Older travellers

Age is rarely a barrier to travelling. In fact, if you’ve retired you may well find you have more time than ever before to see the world.

Before you go

When it comes to deciding where you want to go and where you want to stay you’ll face the same choices as any other traveller. But there may be some extra things you want to consider. For example, if you have mobility issues you’ll need to take this into consideration when deciding where to go (steep hills and a rugged terrain may be unsuitable) and what sort of accommodation you book.

It’s also worth thinking about if you want to stay in a lively resort or a quieter part of town. And while some people may like a vibrant family hotel others may prefer something more tranquil.

Here are some more things to consider before you go.

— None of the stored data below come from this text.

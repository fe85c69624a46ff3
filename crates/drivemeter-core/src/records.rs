//! Canonical record shapes returned to callers.
//!
//! Every lookup, whichever tier answered it, is delivered in these types.
//! A successful envelope does not imply the data is real: check
//! [`LookupResult::source`] or the record's `data_source` for
//! [`DataSource::Simulated`].

use serde::{Deserialize, Serialize};
use std::fmt;

/// Tier that produced a record.
#[derive(Debug, Clone, Copy, PartialEq, Eq, Hash, PartialOrd, Ord, Serialize, Deserialize)]
#[serde(rename_all = "snake_case")]
pub enum DataSource {
    /// Public, low-quota source
    FreeApi,
    /// Metered, credentialed source
    PaidApi,
    /// Deterministic synthetic data
    Simulated,
}

impl DataSource {
    /// Wire name of the tier.
    #[must_use]
    pub fn as_str(self) -> &'static str {
        match self {
            Self::FreeApi => "free_api",
            Self::PaidApi => "paid_api",
            Self::Simulated => "simulated",
        }
    }
}

impl fmt::Display for DataSource {
    fn fmt(&self, f: &mut fmt::Formatter<'_>) -> fmt::Result {
        f.write_str(self.as_str())
    }
}

/// Kind of lookup being resolved.
#[derive(Debug, Clone, Copy, PartialEq, Eq, Hash, Serialize, Deserialize)]
#[serde(rename_all = "snake_case")]
pub enum LookupKind {
    /// Full vehicle record
    Vehicle,
    /// Traffic-violation entries
    Challan,
    /// Registration certificate
    Rc,
}

impl fmt::Display for LookupKind {
    fn fmt(&self, f: &mut fmt::Formatter<'_>) -> fmt::Result {
        f.write_str(match self {
            Self::Vehicle => "vehicle",
            Self::Challan => "challan",
            Self::Rc => "rc",
        })
    }
}

/// Insurance validity summary.
#[derive(Debug, Clone, PartialEq, Eq, Serialize, Deserialize)]
#[serde(rename_all = "camelCase")]
pub struct InsuranceDetails {
    /// Policy valid-until date
    pub valid_upto: String,
    /// Insurer name
    pub insurer_name: String,
    /// Whether the policy lapsed before the reference date
    pub is_expired: bool,
}

/// Pollution-under-control certificate summary.
#[derive(Debug, Clone, PartialEq, Eq, Serialize, Deserialize)]
#[serde(rename_all = "camelCase")]
pub struct PucDetails {
    /// Certificate valid-until date
    pub valid_upto: String,
    /// Emission test result
    pub test_result: String,
    /// Whether the certificate lapsed before the reference date
    pub is_expired: bool,
}

/// Road tax summary.
#[derive(Debug, Clone, PartialEq, Eq, Serialize, Deserialize)]
#[serde(rename_all = "camelCase")]
pub struct TaxDetails {
    /// Tax paid-until date
    pub tax_paid_upto: String,
    /// Tax amount in rupees, when known
    pub tax_amount: Option<u32>,
    /// Whether tax is overdue
    pub is_overdue: bool,
}

/// Full vehicle record.
#[derive(Debug, Clone, PartialEq, Eq, Serialize, Deserialize)]
#[serde(rename_all = "camelCase")]
pub struct VehicleRecord {
    /// Canonical registration number
    pub registration_number: String,
    /// Registered owner
    pub owner_name: String,
    /// Owner's father / guardian
    pub father_name: String,
    /// Owner address
    pub address: String,
    /// Vehicle class, e.g. "Motor Car"
    pub vehicle_class: String,
    /// Manufacturer
    pub make: String,
    /// Model
    pub model: String,
    /// Fuel type
    pub fuel_type: String,
    /// Body color
    pub color: String,
    /// Transmission
    pub transmission: String,
    /// Year of manufacture
    pub manufacturing_year: String,
    /// Date of manufacture
    pub manufacturing_date: String,
    /// Date of registration
    pub registration_date: String,
    /// Chassis number
    pub chassis_number: String,
    /// Engine number
    pub engine_number: String,
    /// RTO code (registration prefix)
    pub rto_code: String,
    /// RTO name
    pub rto_name: String,
    /// State of the registering RTO
    pub rto_state: String,
    /// Insurance expiry date
    pub insurance_expiry: String,
    /// PUC expiry date
    pub puc_expiry: String,
    /// Tax status, e.g. "PAID"
    pub tax_status: String,
    /// Fitness certificate expiry, when known
    pub fitness_expiry: Option<String>,
    /// Insurance summary
    pub insurance_details: InsuranceDetails,
    /// PUC summary
    pub puc_details: PucDetails,
    /// Tax summary
    pub tax_details: TaxDetails,
    /// Tier that produced the record
    pub data_source: DataSource,
}

/// Challan payment status.
#[derive(Debug, Clone, Copy, PartialEq, Eq, Hash, Serialize, Deserialize)]
#[serde(rename_all = "UPPERCASE")]
pub enum ChallanStatus {
    /// Fine paid
    Paid,
    /// Fine outstanding
    Unpaid,
    /// Under adjudication
    Pending,
}

impl ChallanStatus {
    /// Parse a source status string, case-insensitively.
    #[must_use]
    pub fn parse(raw: &str) -> Option<Self> {
        match raw.trim().to_ascii_uppercase().as_str() {
            "PAID" | "DISPOSED" => Some(Self::Paid),
            "UNPAID" => Some(Self::Unpaid),
            "PENDING" => Some(Self::Pending),
            _ => None,
        }
    }
}

/// One traffic-violation entry.
#[derive(Debug, Clone, PartialEq, Eq, Serialize, Deserialize)]
#[serde(rename_all = "camelCase")]
pub struct ChallanRecord {
    /// Challan number
    pub challan_number: String,
    /// Vehicle registration number
    pub vehicle_number: String,
    /// Date of violation
    pub violation_date: String,
    /// Violation description
    pub violation_type: String,
    /// Fine in rupees
    pub fine_amount: u32,
    /// Payment status
    pub status: ChallanStatus,
    /// Where the violation was recorded
    pub location: String,
    /// Tier that produced the record
    pub data_source: DataSource,
}

/// Registration certificate record.
#[derive(Debug, Clone, PartialEq, Eq, Serialize, Deserialize)]
#[serde(rename_all = "camelCase")]
pub struct RcRecord {
    /// Canonical registration number
    pub registration_number: String,
    /// Registered owner
    pub owner_name: String,
    /// Owner's father / guardian
    pub father_name: String,
    /// Owner address
    pub address: String,
    /// Vehicle class
    pub vehicle_class: String,
    /// Manufacturer
    pub make: String,
    /// Model
    pub model: String,
    /// Fuel type
    pub fuel_type: String,
    /// Body color
    pub color: String,
    /// Date of manufacture
    pub manufacturing_date: String,
    /// Date of registration
    pub registration_date: String,
    /// Chassis number
    pub chassis_number: String,
    /// Engine number
    pub engine_number: String,
    /// RTO code
    pub rto_code: String,
    /// RTO name
    pub rto_name: String,
    /// Fitness certificate validity, when known
    pub fitness_upto: Option<String>,
    /// Seating capacity
    pub seating_capacity: String,
    /// Tier that produced the record
    pub data_source: DataSource,
}

impl RcRecord {
    /// Project a vehicle record onto the RC shape.
    #[must_use]
    pub fn from_vehicle(vehicle: &VehicleRecord, seating_capacity: impl Into<String>) -> Self {
        Self {
            registration_number: vehicle.registration_number.clone(),
            owner_name: vehicle.owner_name.clone(),
            father_name: vehicle.father_name.clone(),
            address: vehicle.address.clone(),
            vehicle_class: vehicle.vehicle_class.clone(),
            make: vehicle.make.clone(),
            model: vehicle.model.clone(),
            fuel_type: vehicle.fuel_type.clone(),
            color: vehicle.color.clone(),
            manufacturing_date: vehicle.manufacturing_date.clone(),
            registration_date: vehicle.registration_date.clone(),
            chassis_number: vehicle.chassis_number.clone(),
            engine_number: vehicle.engine_number.clone(),
            rto_code: vehicle.rto_code.clone(),
            rto_name: vehicle.rto_name.clone(),
            fitness_upto: vehicle.fitness_expiry.clone(),
            seating_capacity: seating_capacity.into(),
            data_source: vehicle.data_source,
        }
    }
}

/// Envelope returned by every lookup operation.
///
/// `success == false` always carries `data == None`.
#[derive(Debug, Clone, PartialEq, Serialize, Deserialize)]
#[serde(rename_all = "camelCase")]
pub struct LookupResult<T> {
    /// Whether `data` is present
    pub success: bool,
    /// Payload
    pub data: Option<T>,
    /// Human-readable outcome
    pub message: String,
    /// Tier that answered
    #[serde(skip_serializing_if = "Option::is_none")]
    pub source: Option<DataSource>,
    /// Paid-tier transaction id
    #[serde(skip_serializing_if = "Option::is_none")]
    pub txn_id: Option<String>,
}

impl<T> LookupResult<T> {
    /// Successful envelope.
    #[must_use]
    pub fn success(data: T, message: impl Into<String>, source: Option<DataSource>) -> Self {
        Self {
            success: true,
            data: Some(data),
            message: message.into(),
            source,
            txn_id: None,
        }
    }

    /// Failed envelope, never carrying data.
    #[must_use]
    pub fn failure(message: impl Into<String>) -> Self {
        Self {
            success: false,
            data: None,
            message: message.into(),
            source: None,
            txn_id: None,
        }
    }

    /// Attach a transaction id.
    #[must_use]
    pub fn with_txn_id(mut self, txn_id: Option<String>) -> Self {
        self.txn_id = txn_id;
        self
    }
}

/// Paid-tier balance query result.
#[derive(Debug, Clone, PartialEq, Serialize, Deserialize)]
#[serde(rename_all = "camelCase")]
pub struct BalanceResult {
    /// Whether the balance was retrieved
    pub success: bool,
    /// Remaining balance; zero on failure
    pub balance: f64,
    /// Human-readable outcome
    pub message: String,
}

  • Check the latest travel advice and entry and health requirements for the country you’re travelling to on the Foreign & Commonwealth website.
  • If you need to have any vaccinations or start any course of medicine, such as malaria tablets, visit your doctor in plenty of time before you go on holiday.
  • Even if you don’t need any particular vaccinations it’s worth visiting your local GP to make sure you’re in good shape ahead of your trip.
  • If you’re travelling in the European Economic Area or Switzerland don’t forget to take your EHIC card as this entitles you to the same state-provided healthcare as the local people.
  • If you take regular medication you need to check if you can take this into the country you’re visiting. For more on this see the Department of Health website Travel Health Pro. And remember to always carry spares and divide up your medicine between your hand luggage and other luggage when travelling in case you lose one set.
  • If you have health issues find out where the nearest medical facilities are to where you’re staying and how you would get help in an emergency.
  • Take a first aid kit and if you’re going anywhere hot see our top tips for staying safe in the sun guide.
  • If you plan to do a lot of walking or any other strenuous activities while you’re away make sure you get fit beforehand.
  • If you have any mobility issues and you’re travelling by plane tell the airport and airline as they may be able to make special arrangements for you.
  • The same goes for wherever you’re staying. Make sure you discuss your needs with your accommodation provider.
  • Take out adequate travel insurance. Some policies only cover people up to age 65 so you may need to shop around for a policy and don’t forget to tell your insurer about any pre-existing medical conditions you might have.

While you’re away

The most common accidents on holidays are trips and falls. Areas where accidents are most likely to happen include balconies, stairs and around swimming pools. For tips on how to avoid accidents and ensure your accommodation is safe see our guides on hotel and self-catering accommodation.

Most countries drive on the right hand side of the road. This can be confusing if you’re used to traffic coming from the opposite direction and means you need to take extra care when crossing the road abroad. For tips on road safety for pedestrians see our guide.

Stomach upsets are not uncommon on holiday particularly if you’re adventurous about what you eat, are in a hot climate or are drinking more alcohol or fizzy drinks than you normally would. Our food and water safety guide has tips on how to reduce the risk and what to do if you do fall ill.

If you need a local doctor your accommodation provider, travel company or travel insurer should be able to help you. It’s also a good idea to have the phone number of the local emergency services stored in your phone (in the European Union this is 112) in case you need to call them in a hurry. For more on what to do if you need medical help see our guide.